If there's any network communication at all, the password needs to be hashed before being sent. Even if there's not any network communication at that level, the password should be hashed at the very first opportunity to do so, as soon as the login event is handled. Before it is sent to any sort of method that would be doing any logging.
I'm not a security expert or anything, but isn't hashing client-side completely pointless? Ideally you would send the password over SSL in plaintext and the server hashes it.
I wouldn't call myself a security expert, but I have spent several years writing applications requiring a login system professionally. You're right that in a web site, it would be the server that hashes the password, not the client. The important thing is that it would be hashed immediately, before it is sent to any other methods that would be doing logging or anything like that.
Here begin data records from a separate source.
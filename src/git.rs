use std::{
    ffi::OsStr,
    path::{Path, PathBuf},
    process::Command,
};
use thiserror::Error;
use tracing::{debug, warn};
use crate::models::{FileChange, StashEntry};

/// Shortest porcelain status line that still carries a path: `XY p`.
const MIN_STATUS_LINE: usize = 4;

/// Left-hand side when diffing a file git has never seen.
const NULL_DEVICE: &str = "/dev/null";

/// A git invocation that did not succeed. The captured output is kept so the
/// UI can show what git said.
#[derive(Debug, Clone, PartialEq, Eq, Error)]
#[error("{operation} failed ({exit}): {output}", exit = exit_label(.exit_code))]
pub struct GatewayFailure {
    pub operation: String,
    /// `None` when the process could not be started or was killed by a signal.
    pub exit_code: Option<i32>,
    pub output: String,
}

impl GatewayFailure {
    pub fn new(operation: impl Into<String>, exit_code: Option<i32>, output: impl Into<String>) -> Self {
        Self { operation: operation.into(), exit_code, output: output.into() }
    }
}

fn exit_label(code: &Option<i32>) -> String {
    match code {
        Some(code) => format!("exit {}", code),
        None => "not run".to_string(),
    }
}

pub type GatewayResult<T> = Result<T, GatewayFailure>;

/// Everything the explorer needs from a stash-capable backend. Calls block;
/// the dispatcher runs them off the UI thread.
pub trait StashBackend: Send + Sync {
    fn list_stashes(&self) -> GatewayResult<Vec<StashEntry>>;
    fn show_stash_diff(&self, reference: &str) -> GatewayResult<String>;
    fn drop_stash(&self, reference: &str) -> GatewayResult<String>;
    fn apply_stash(&self, reference: &str) -> GatewayResult<String>;
    fn scan_working_tree(&self) -> GatewayResult<Vec<FileChange>>;
    fn diff_file(&self, path: &str, staged: bool) -> GatewayResult<String>;
    fn create_stash(&self, paths: &[String], message: &str) -> GatewayResult<String>;
    /// Throws away modifications to tracked files.
    fn discard_tracked(&self) -> GatewayResult<String>;
    /// Deletes untracked files and directories.
    fn remove_untracked(&self) -> GatewayResult<String>;

    /// Two dependent calls: the clean phase only runs once the discard phase
    /// has succeeded, and its result is what gets reported.
    fn restore_working_tree(&self) -> GatewayResult<String> {
        let discarded = self.discard_tracked()?;
        let cleaned = self.remove_untracked()?;
        Ok(join_output(&discarded, &cleaned))
    }
}

fn join_output(first: &str, second: &str) -> String {
    match (first.trim_end(), second.trim_end()) {
        ("", b) => b.to_string(),
        (a, "") => a.to_string(),
        (a, b) => format!("{}\n{}", a, b),
    }
}

/// Backend that shells out to the `git` binary.
#[derive(Debug, Clone)]
pub struct GitCli {
    git_binary: String,
    repo: PathBuf,
}

impl GitCli {
    pub fn new(git_binary: impl Into<String>, repo: impl Into<PathBuf>) -> Self {
        Self { git_binary: git_binary.into(), repo: repo.into() }
    }

    pub fn repo(&self) -> &Path {
        &self.repo
    }

    /// Runs git and returns stdout followed by stderr. A non-zero exit becomes
    /// a failure that still carries the text.
    fn run<I, S>(&self, operation: &str, args: I) -> GatewayResult<String>
    where
        I: IntoIterator<Item = S>,
        S: AsRef<OsStr>,
    {
        self.run_accepting(operation, args, &[0])
    }

    /// Like [`GitCli::run`], treating every exit code in `accepted` as success.
    fn run_accepting<I, S>(&self, operation: &str, args: I, accepted: &[i32]) -> GatewayResult<String>
    where
        I: IntoIterator<Item = S>,
        S: AsRef<OsStr>,
    {
        let mut cmd = Command::new(&self.git_binary);
        cmd.arg("-C").arg(&self.repo)
            .args(args)
            .env("GIT_TERMINAL_PROMPT", "0");
        debug!(operation, command = ?cmd, "running git");

        let output = cmd.output()
            .map_err(|e| GatewayFailure::new(operation, None, e.to_string()))?;

        let mut text = String::from_utf8_lossy(&output.stdout).to_string();
        let stderr = String::from_utf8_lossy(&output.stderr);
        if !stderr.is_empty() {
            if !text.is_empty() && !text.ends_with('\n') {
                text.push('\n');
            }
            text.push_str(&stderr);
        }

        if output.status.code().is_some_and(|code| accepted.contains(&code)) {
            Ok(text)
        } else {
            warn!(operation, code = ?output.status.code(), "git exited unsuccessfully");
            Err(GatewayFailure::new(operation, output.status.code(), text))
        }
    }
}

impl StashBackend for GitCli {
    fn list_stashes(&self) -> GatewayResult<Vec<StashEntry>> {
        let out = self.run("stash list", ["stash", "list", "--pretty=format:%gd|%gs|%cr"])?;
        Ok(parse_stash_list(&out))
    }

    fn show_stash_diff(&self, reference: &str) -> GatewayResult<String> {
        self.run("stash show", ["stash", "show", "-p", "--color=always", reference])
    }

    fn drop_stash(&self, reference: &str) -> GatewayResult<String> {
        self.run("stash drop", ["stash", "drop", reference])
    }

    fn apply_stash(&self, reference: &str) -> GatewayResult<String> {
        self.run("stash apply", ["stash", "apply", reference])
    }

    fn scan_working_tree(&self) -> GatewayResult<Vec<FileChange>> {
        let out = self.run(
            "status",
            ["-c", "core.quotePath=false", "status", "--porcelain", "--untracked-files=all"],
        )?;
        Ok(parse_status(&out))
    }

    fn diff_file(&self, path: &str, staged: bool) -> GatewayResult<String> {
        if !staged && !self.untracked_among(&[path])?.is_empty() {
            // Exit status 1 only means the two sides differ.
            return self.run_accepting(
                "diff",
                ["diff", "--color=always", "--no-index", "--", NULL_DEVICE, path],
                &[0, 1],
            );
        }
        let mut args = vec!["diff", "--color=always"];
        if staged {
            args.push("--cached");
        }
        args.extend(["--", path]);
        self.run("diff", args)
    }

    fn create_stash(&self, paths: &[String], message: &str) -> GatewayResult<String> {
        let paths: Vec<&str> = paths.iter().map(String::as_str).collect();
        let mut args: Vec<&str> = vec!["stash", "push"];
        if !self.untracked_among(&paths)?.is_empty() {
            args.push("--include-untracked");
        }
        args.extend(["-m", message, "--"]);
        args.extend(&paths);
        self.run("stash push", args)
    }

    fn discard_tracked(&self) -> GatewayResult<String> {
        self.run("reset", ["reset", "--hard"])
    }

    fn remove_untracked(&self) -> GatewayResult<String> {
        self.run("clean", ["clean", "-fd"])
    }
}

impl GitCli {
    /// The subset of `paths` git does not track yet (ignored files excluded).
    fn untracked_among(&self, paths: &[&str]) -> GatewayResult<Vec<String>> {
        if paths.is_empty() {
            return Ok(Vec::new());
        }
        let mut args = vec!["ls-files", "-z", "--others", "--exclude-standard", "--"];
        args.extend(paths);
        let out = self.run("ls-files", args)?;
        Ok(out.split('\0').filter(|p| !p.is_empty()).map(str::to_string).collect())
    }
}

/// Parses `ref|message|age` records. Records without all three fields are
/// skipped.
pub fn parse_stash_list(output: &str) -> Vec<StashEntry> {
    output
        .lines()
        .filter_map(|line| {
            let mut parts = line.splitn(3, '|');
            match (parts.next(), parts.next(), parts.next()) {
                (Some(reference), Some(message), Some(age)) => Some(StashEntry {
                    reference: reference.to_string(),
                    message: message.to_string(),
                    relative_age: age.to_string(),
                }),
                _ => {
                    debug!(line, "skipping malformed stash record");
                    None
                }
            }
        })
        .collect()
}

/// Parses `git status --porcelain` output. A path changed in both the index
/// and the worktree yields one record per side.
pub fn parse_status(output: &str) -> Vec<FileChange> {
    let mut changes = Vec::new();
    for line in output.lines() {
        if line.len() < MIN_STATUS_LINE {
            continue;
        }
        let mut chars = line.chars();
        let (Some(index), Some(worktree), Some(_)) = (chars.next(), chars.next(), chars.next()) else {
            continue;
        };
        let path = status_path(chars.as_str(), index);

        if index == '?' {
            changes.push(FileChange { path, status: '?', staged: false });
            continue;
        }
        if index != ' ' {
            changes.push(FileChange { path: path.clone(), status: index, staged: true });
        }
        if worktree != ' ' {
            changes.push(FileChange { path, status: worktree, staged: false });
        }
    }
    changes
}

fn status_path(raw: &str, index: char) -> String {
    let raw = match index {
        'R' | 'C' => raw.rsplit_once(" -> ").map(|(_, to)| to).unwrap_or(raw),
        _ => raw,
    };
    unquote(raw)
}

/// Undoes git's C-style path quoting, including `\NNN` octal byte escapes.
fn unquote(path: &str) -> String {
    let Some(inner) = path.strip_prefix('"').and_then(|p| p.strip_suffix('"')) else {
        return path.to_string();
    };
    let mut bytes = Vec::with_capacity(inner.len());
    let mut rest = inner.as_bytes();
    while let Some((&b, tail)) = rest.split_first() {
        rest = tail;
        if b != b'\\' {
            bytes.push(b);
            continue;
        }
        let octal = rest.iter().take(3).take_while(|d| matches!(**d, b'0'..=b'7')).count();
        if octal == 3 {
            let value = rest[..3].iter().fold(0u8, |acc, d| acc.wrapping_mul(8).wrapping_add(d - b'0'));
            bytes.push(value);
            rest = &rest[3..];
            continue;
        }
        let Some((&escaped, tail)) = rest.split_first() else {
            bytes.push(b'\\');
            break;
        };
        rest = tail;
        bytes.push(match escaped {
            b't' => b'\t',
            b'n' => b'\n',
            other => other,
        });
    }
    String::from_utf8_lossy(&bytes).into_owned()
}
Now I don't know anything about Unity, but from what I can tell this looks like your basic Windows application. To make a parallel to a web site, I would consider the "client" side to be the front-end; where you see the window and type in your password, etc. And I would consider the "server" side to be the code behind that handles events such as clicking "login". I know it's all running on your local computer, but if you want to think of it like a secure website, then the part that handles events would be the server, and that's where it should be hashed. I assume that as part of handling the event, it calls some web service to authenticate the user. And it would just make sense to hash the password before sending it to that web service.
I admit that I have far more knowledge about web applications than Windows applications, so it's possible that I'm mistaken. And again, it all depends on where this "log" actually is.